Listen, this letter is nothing new. Elizabeth Warren seems to just have a scribe who's literally
blindly sending things to regulators and on a daily basis. We also know that recently
she had sent a letter to the power company in Texas asking about how Bitcoin mining is affecting the grid there.
But what do you make of this sort of stepped up rhetoric from legislators about, I guess, specifically the revolving door here between DeFi and the government?
Fix my camera.
I can take it.
Go ahead, Charles. So I think it's not a bad thing. the government fix my camera. I can take a first.
Go ahead, Charles.
So I think it's not a bad thing.
I think at the end of the day,
what everybody in the field and mostly on the TratFi side, right?
Because we got DeFi angle,
so I'm still maxis on.
We don't want any type of regulation,
but many know that they need TratFi to thrive.
And now we call it NuFi.
That's a TratFi going into DeFi.
And we need regulation.
So, you know, anything that can kickstart the conversation, the regulator moving into crypto, I think, well, it just comes with when you're going to get regulated.
You need to have better knowledge.
So you'll hire X regulator.
It's common, as you were saying, something that's been happening in every industry with every regulator.
And yeah,
so I think it's a good kickstarting.
The question around energy consumption
in Texas is good too.
It might lead to actually
a really good answer
on how it's helping.
So I think it could be good
even if it looks, you know.
Right.
I just want to read this quote though
because I 100% agree with what you're saying.
But they're taking the opposite tack, which is saying that they should not be able to hire people from the crypto industry because they're trying to.
But the reality is there's not a single person regulating right now that understands the crypto industry.
So who better to actually inform them than people who know what they're doing? Right.
Yeah. I, go ahead.
Go ahead, David.
I wanted to jump in real quick.
And first, I have to say this.
None of this is my opinion.
This is not financial advice, all that good stuff.

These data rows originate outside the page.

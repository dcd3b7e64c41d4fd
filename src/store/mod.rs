//! Store module
//!
//! The in-memory registry of cookbook entries.

pub mod cookbook;

pub use cookbook::{
    Cookbook, EntryCounts, EntryMap, LoadReport, RejectedRecord, StoreError, StoreResult,
};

But I was reading both when we were kind of initializing the conversation here.
So you're right, Scott.
So in the letter, it says the crypto sector has rapidly escalated its lobbying efforts in recent months, spending millions in an attempt to secure favorable regulatory outcomes as Congress and federal agencies work to craft
and enforce rules to regulate the multi-trillion dollar industry. Okay, so they're trying to
actually get a foot in the door, so there's actually education there. Fine. But if you look,
and I actually know this because I spent some time on the sustainability side,
Sheldon Whitehouse has been fighting for ESG and climate change, sustainable policy for decades. And I respect him for that. But if you look a
year ago, Bloomberg actually reported this on Bloomberg Law. The quote, the kind of the title
of the report is Democrats ESG drive fuels lobbying bonanza in Washington. So they on the ESG side have been jumping through hoops to
get lobbyists there to educate everyone about climate change, because, again, this has become
a political football, where, you know, climate change, if you're a Democrat is something that
you have to obviously fix if you're a Republican, so and so it's etc, etc. So they have hired
dozens and dozens of lobbyists. They said more than 40
companies, trade associations and advocacy groups have lobbied federal officials on ESG matters so
far in 2021. So why is that OK and why is this not OK? I don't understand. Charlie, what's your take?

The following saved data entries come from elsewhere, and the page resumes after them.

//! Typed endpoint definitions.
//!
//! An [`Endpoint`] describes one BingX operation: how its parameters become a
//! [`RequestSpec`] and how the decoded response becomes the value handed to
//! the caller. Both clients run any endpoint through `call`, and the
//! `facade!` macro generates a named method for it on each client from a
//! single definition.

use serde::de::DeserializeOwned;

use crate::error::BingxError;
use crate::rest::RequestSpec;

/// One typed BingX operation.
pub trait Endpoint {
    /// Model of the whole response payload.
    type Response: DeserializeOwned;
    /// Value returned to the caller.
    type Output;

    /// Build the request.
    fn spec(&self) -> Result<RequestSpec, BingxError>;

    /// Extract the caller's value from the decoded response.
    fn output(response: Self::Response) -> Self::Output;
}

/// Generate matching methods on [`BingxClient`](crate::rest::BingxClient)
/// and [`BlockingBingxClient`](crate::rest::BlockingBingxClient).
///
/// ```ignore
/// facade! {
///     /// Get the server time.
///     fn get_server_time() -> ServerTime = ServerTimeRequest;
/// }
/// ```
macro_rules! facade {
    ($(
        $(#[$meta:meta])*
        fn $name:ident($($arg:ident: $ty:ty),* $(,)?) -> $out:ty = $endpoint:expr;
    )*) => {
        impl $crate::rest::BingxClient {
            $(
                $(#[$meta])*
                pub async fn $name(&self, $($arg: $ty),*) -> $crate::Result<$out> {
                    self.call(&$endpoint).await
                }
            )*
        }

        impl $crate::rest::BlockingBingxClient {
            $(
                $(#[$meta])*
                pub fn $name(&self, $($arg: $ty),*) -> $crate::Result<$out> {
                    self.call(&$endpoint)
                }
            )*
        }
    };
}

pub(crate) use facade;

It's it's there's a lot of different angles you can go from it. So I kind of go back in time to 10 years ago when the problem was that we weren't engaging with the government at all.

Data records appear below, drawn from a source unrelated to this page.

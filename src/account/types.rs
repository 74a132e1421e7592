//! Types for account and API key endpoints.

use serde::Deserialize;

use crate::types::serde_helpers::empty_string_as_none;

/// A freshly generated user data stream key.
#[derive(Debug, Clone, PartialEq, Eq, Deserialize)]
#[serde(rename_all = "camelCase")]
pub struct ListenKey {
    pub listen_key: String,
}

/// A permission granted to an API key.
#[derive(Debug, Clone, Copy, PartialEq, Eq, Hash, Deserialize)]
#[serde(from = "i64")]
pub enum Permission {
    SpotTrading,
    Reading,
    PerpetualTrading,
    UniversalTransfer,
    Withdrawal,
    SubAccountTransfer,
    Other(i64),
}

impl From<i64> for Permission {
    fn from(code: i64) -> Self {
        match code {
            1 => Self::SpotTrading,
            2 => Self::Reading,
            3 => Self::PerpetualTrading,
            4 => Self::UniversalTransfer,
            5 => Self::Withdrawal,
            7 => Self::SubAccountTransfer,
            other => Self::Other(other),
        }
    }
}

/// Permissions of the API key the client signs with.
#[derive(Debug, Clone, Deserialize)]
#[serde(rename_all = "camelCase")]
pub struct ApiPermissions {
    pub api_key: String,
    pub permissions: Vec<Permission>,
    /// IP whitelist; empty when unrestricted.
    #[serde(default)]
    pub ip_addresses: Vec<String>,
    #[serde(default, deserialize_with = "empty_string_as_none::deserialize")]
    pub note: Option<String>,
}

impl ApiPermissions {
    /// Whether the key holds `permission`.
    pub fn has(&self, permission: Permission) -> bool {
        self.permissions.contains(&permission)
    }
}

/// Restrictions of the API key the client signs with.
#[derive(Debug, Clone, Copy, Deserialize)]
#[serde(rename_all = "camelCase")]
pub struct ApiRestrictions {
    pub ip_restrict: bool,
    /// Creation time in milliseconds.
    pub create_time: i64,
    pub permits_universal_transfer: bool,
    pub enable_reading: bool,
    /// Perpetual swap trading.
    pub enable_futures: bool,
    pub enable_spot_and_margin_trading: bool,
}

And so it was like you had the Bitcoin industry here and then the rest of the government and the regulators and different bodies that were supervising and observing.
And the problem was we weren't engaging enough. So over the years, you saw engagement, you saw a huge coin center and the Center for Digital Commerce and all these different
lobby groups that come into D.C. and said, hey, you don't know, we don't know. So let's not know
together and figure this out. And that's kind of what happened a little bit on the state side of
things. You see the cooperation with crypto companies in states very close, Texas for mining, Florida financial services, New York, the bit
license. We don't need to go there, but it seems like on the federal side, the lack of clarification
has been the way that they regulate. And so how could you blame crypto companies from wanting to
hire government officials because they're the only ones who understand the regulations and the way the governments think?
I mean, right after what's his name created the BitLicense literally in New York, which is the license you need to have to have a crypto company in New York state or to operate there.
He immediately went over and went into private consulting to teach crypto
companies how to get the license that he created. This has been, if you go voting in Florida, Scott,
if you look at the voting card, every judge that we're voting for to stay in office was either
first a government lawyer and then went to private practice and then became a judge. So, I mean,
if you're going to stop the practice in crypto,
you have to stop it all over the world.
Yeah, that's my feeling,
that we're oddly being specifically targeted here for a practice that is literally as deeply ingrained as our government,
as the Constitution itself.
Right?
And so...
Well, that's our fault too, Scott.
Yeah, go ahead.
We haven't marketed this,
the technology and innovation very well at all.
We haven't done that at all.
It's been about degens and about yield farming
and about let's get rich fast.
We haven't marketed this at all to the consumer.
How is this going to make everyone better?
How is this going to help people's lives?
Something as simple as stepping, which obviously we're not invested in, I'm not
invested in, but something as simple as a Stepin app, where you actually are incentivizing
people to get off their butts and go walk.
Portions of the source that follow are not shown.